▶ [WHAT IS REQUIRED] The answer is one number: how many lines in the data below hold "FieldVerifiedUnderAdminReview".
======== INFORMATION GIVEN ========
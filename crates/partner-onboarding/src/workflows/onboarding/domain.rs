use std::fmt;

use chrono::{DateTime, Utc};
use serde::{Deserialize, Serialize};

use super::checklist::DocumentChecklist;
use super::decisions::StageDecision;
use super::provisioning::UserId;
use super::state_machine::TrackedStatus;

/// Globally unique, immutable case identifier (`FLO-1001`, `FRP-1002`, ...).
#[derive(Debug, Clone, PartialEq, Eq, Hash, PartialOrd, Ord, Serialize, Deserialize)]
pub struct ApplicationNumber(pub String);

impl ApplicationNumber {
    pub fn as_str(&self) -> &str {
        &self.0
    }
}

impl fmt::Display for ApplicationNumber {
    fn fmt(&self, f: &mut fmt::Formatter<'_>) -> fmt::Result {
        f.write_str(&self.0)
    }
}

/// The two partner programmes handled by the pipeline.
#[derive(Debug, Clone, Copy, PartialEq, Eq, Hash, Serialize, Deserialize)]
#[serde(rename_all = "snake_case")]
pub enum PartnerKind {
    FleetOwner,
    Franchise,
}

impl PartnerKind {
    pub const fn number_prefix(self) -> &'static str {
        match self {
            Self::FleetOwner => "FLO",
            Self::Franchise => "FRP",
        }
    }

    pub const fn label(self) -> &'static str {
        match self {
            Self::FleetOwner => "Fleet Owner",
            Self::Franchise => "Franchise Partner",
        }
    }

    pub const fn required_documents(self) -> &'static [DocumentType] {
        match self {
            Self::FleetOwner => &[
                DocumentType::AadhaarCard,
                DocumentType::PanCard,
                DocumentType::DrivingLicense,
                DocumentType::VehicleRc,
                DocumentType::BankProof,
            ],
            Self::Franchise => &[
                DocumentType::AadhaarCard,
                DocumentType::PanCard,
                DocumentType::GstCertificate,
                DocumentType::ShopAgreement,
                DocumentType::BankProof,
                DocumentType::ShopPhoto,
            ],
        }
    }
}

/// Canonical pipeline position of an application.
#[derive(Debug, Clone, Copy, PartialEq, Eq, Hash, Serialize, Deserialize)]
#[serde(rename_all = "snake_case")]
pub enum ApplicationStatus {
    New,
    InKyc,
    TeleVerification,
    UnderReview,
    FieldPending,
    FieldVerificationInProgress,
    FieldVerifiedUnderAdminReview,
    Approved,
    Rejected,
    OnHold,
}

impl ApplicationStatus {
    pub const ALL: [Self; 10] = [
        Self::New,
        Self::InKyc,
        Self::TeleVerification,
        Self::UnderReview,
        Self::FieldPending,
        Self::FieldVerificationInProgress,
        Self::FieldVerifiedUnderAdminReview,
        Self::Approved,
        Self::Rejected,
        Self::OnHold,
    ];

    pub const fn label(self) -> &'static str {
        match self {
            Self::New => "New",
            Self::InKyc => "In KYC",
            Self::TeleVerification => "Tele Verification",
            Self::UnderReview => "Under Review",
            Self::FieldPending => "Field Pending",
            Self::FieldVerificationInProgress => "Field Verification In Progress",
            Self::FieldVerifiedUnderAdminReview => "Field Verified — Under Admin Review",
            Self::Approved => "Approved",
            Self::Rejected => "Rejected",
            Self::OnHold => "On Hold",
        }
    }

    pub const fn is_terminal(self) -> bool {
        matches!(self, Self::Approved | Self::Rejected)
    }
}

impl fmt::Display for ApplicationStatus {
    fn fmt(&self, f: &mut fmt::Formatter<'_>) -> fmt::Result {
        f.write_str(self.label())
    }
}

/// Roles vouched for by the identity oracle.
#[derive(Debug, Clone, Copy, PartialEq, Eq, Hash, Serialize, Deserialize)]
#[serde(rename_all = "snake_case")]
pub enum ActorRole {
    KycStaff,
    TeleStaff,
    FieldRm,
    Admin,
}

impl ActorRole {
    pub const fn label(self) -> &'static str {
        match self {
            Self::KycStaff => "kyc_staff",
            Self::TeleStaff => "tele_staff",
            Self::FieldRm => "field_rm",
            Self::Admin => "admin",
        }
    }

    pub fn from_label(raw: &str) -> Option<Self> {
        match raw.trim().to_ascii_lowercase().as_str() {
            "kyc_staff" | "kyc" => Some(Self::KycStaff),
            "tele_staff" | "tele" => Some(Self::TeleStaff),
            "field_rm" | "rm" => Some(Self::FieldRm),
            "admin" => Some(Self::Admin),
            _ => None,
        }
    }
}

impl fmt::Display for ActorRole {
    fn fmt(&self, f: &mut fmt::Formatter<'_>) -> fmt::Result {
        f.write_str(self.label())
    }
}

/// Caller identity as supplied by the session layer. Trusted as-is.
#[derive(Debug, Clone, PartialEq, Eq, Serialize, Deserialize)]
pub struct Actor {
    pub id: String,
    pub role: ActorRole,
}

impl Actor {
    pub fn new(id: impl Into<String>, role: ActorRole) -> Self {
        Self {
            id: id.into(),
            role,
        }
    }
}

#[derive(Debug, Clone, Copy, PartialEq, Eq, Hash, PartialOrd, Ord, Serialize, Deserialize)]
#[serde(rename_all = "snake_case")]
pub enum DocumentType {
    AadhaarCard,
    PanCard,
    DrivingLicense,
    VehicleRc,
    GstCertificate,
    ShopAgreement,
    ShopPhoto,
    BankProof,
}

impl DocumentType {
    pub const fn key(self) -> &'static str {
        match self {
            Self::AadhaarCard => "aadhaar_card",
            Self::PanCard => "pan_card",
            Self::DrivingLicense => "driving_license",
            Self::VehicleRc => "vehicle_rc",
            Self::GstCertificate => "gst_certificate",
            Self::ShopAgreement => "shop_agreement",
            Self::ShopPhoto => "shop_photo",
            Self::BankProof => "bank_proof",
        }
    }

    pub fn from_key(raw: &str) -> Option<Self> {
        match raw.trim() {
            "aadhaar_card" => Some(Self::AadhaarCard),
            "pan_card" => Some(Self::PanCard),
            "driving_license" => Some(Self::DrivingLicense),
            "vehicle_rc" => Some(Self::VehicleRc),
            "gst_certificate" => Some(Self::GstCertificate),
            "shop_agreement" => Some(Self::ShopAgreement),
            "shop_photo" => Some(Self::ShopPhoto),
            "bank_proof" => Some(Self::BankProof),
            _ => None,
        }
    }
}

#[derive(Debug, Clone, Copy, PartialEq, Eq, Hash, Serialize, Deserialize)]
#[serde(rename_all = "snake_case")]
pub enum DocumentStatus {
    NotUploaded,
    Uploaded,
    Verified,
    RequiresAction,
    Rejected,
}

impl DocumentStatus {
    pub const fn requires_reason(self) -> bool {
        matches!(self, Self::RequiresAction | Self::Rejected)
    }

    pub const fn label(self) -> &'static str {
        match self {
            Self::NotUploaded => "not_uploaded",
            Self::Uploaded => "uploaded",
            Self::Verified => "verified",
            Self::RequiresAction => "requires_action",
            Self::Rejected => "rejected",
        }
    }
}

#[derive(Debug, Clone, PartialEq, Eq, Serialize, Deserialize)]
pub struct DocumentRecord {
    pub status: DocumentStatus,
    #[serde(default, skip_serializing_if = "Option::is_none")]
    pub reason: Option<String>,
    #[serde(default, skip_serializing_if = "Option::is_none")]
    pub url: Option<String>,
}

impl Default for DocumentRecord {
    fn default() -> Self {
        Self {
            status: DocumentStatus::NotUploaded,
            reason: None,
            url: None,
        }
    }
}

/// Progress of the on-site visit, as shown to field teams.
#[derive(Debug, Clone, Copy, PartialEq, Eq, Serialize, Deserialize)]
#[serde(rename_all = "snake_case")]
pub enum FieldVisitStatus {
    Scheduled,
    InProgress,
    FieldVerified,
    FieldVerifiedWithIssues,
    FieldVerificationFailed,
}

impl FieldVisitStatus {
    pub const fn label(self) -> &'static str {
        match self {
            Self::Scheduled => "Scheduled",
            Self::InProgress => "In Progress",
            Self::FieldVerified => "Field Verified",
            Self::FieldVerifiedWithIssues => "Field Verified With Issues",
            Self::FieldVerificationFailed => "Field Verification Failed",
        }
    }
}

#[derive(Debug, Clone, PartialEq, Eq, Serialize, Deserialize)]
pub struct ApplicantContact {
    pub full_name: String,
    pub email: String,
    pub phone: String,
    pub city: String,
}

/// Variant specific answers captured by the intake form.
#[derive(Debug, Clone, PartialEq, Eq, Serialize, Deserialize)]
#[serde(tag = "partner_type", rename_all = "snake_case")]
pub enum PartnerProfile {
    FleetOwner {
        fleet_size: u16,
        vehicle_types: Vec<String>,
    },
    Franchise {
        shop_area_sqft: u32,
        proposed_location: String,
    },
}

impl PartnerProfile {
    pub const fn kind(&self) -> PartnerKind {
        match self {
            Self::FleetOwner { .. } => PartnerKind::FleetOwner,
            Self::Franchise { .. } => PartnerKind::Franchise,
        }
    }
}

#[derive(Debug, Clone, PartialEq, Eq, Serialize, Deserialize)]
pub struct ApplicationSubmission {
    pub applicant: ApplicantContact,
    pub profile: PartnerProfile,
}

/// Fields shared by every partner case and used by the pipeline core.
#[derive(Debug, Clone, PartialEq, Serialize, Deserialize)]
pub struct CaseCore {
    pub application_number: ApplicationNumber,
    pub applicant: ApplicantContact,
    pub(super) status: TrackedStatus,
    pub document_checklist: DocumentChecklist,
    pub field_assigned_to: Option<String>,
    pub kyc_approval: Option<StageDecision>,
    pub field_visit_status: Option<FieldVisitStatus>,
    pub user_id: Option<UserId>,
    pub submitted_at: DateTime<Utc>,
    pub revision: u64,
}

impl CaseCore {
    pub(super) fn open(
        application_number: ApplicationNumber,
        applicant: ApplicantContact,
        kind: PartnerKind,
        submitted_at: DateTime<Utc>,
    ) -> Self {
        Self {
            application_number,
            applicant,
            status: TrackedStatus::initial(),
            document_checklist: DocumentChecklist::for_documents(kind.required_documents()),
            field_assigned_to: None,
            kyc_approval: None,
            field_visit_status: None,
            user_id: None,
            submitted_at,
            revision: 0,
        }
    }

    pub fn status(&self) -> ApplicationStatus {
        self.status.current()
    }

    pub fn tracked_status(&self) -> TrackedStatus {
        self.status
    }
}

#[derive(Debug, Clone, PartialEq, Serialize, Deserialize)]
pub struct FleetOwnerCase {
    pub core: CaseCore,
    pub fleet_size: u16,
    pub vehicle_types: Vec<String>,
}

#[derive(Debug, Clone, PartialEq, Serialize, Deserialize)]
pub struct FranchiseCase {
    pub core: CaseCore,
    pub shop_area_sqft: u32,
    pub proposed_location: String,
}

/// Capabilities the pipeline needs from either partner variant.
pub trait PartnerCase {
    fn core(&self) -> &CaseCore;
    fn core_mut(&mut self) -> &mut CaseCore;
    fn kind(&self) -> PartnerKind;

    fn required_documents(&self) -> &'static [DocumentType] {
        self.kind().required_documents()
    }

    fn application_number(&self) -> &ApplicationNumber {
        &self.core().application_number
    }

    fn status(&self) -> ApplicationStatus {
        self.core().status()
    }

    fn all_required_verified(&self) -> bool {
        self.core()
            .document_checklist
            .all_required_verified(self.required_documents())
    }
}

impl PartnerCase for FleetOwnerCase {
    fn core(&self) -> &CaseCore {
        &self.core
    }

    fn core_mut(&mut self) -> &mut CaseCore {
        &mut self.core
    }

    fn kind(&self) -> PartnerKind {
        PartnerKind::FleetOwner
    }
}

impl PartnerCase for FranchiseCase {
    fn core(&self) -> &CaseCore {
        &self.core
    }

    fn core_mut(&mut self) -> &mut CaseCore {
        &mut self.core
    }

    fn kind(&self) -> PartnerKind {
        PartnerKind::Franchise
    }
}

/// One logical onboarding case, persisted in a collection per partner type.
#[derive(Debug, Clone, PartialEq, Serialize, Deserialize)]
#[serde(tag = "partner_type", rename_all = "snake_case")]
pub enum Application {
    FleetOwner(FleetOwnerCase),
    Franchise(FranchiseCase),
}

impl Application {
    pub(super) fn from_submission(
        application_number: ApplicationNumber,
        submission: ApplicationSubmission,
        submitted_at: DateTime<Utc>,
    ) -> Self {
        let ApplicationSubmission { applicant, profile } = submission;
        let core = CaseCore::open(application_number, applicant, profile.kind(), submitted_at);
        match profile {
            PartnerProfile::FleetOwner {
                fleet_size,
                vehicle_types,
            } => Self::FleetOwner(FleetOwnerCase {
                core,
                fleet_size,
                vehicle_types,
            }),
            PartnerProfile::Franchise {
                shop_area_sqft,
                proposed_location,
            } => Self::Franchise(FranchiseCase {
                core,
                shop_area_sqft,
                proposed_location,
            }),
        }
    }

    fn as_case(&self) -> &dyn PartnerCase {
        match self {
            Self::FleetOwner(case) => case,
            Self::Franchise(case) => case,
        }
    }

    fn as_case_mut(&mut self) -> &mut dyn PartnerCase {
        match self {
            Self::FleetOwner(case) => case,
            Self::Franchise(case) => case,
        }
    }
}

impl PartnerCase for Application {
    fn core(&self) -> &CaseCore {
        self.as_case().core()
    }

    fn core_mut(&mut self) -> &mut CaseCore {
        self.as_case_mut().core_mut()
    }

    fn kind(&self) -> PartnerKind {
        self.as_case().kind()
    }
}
========
▶ [RESULT OF THE TASK] 3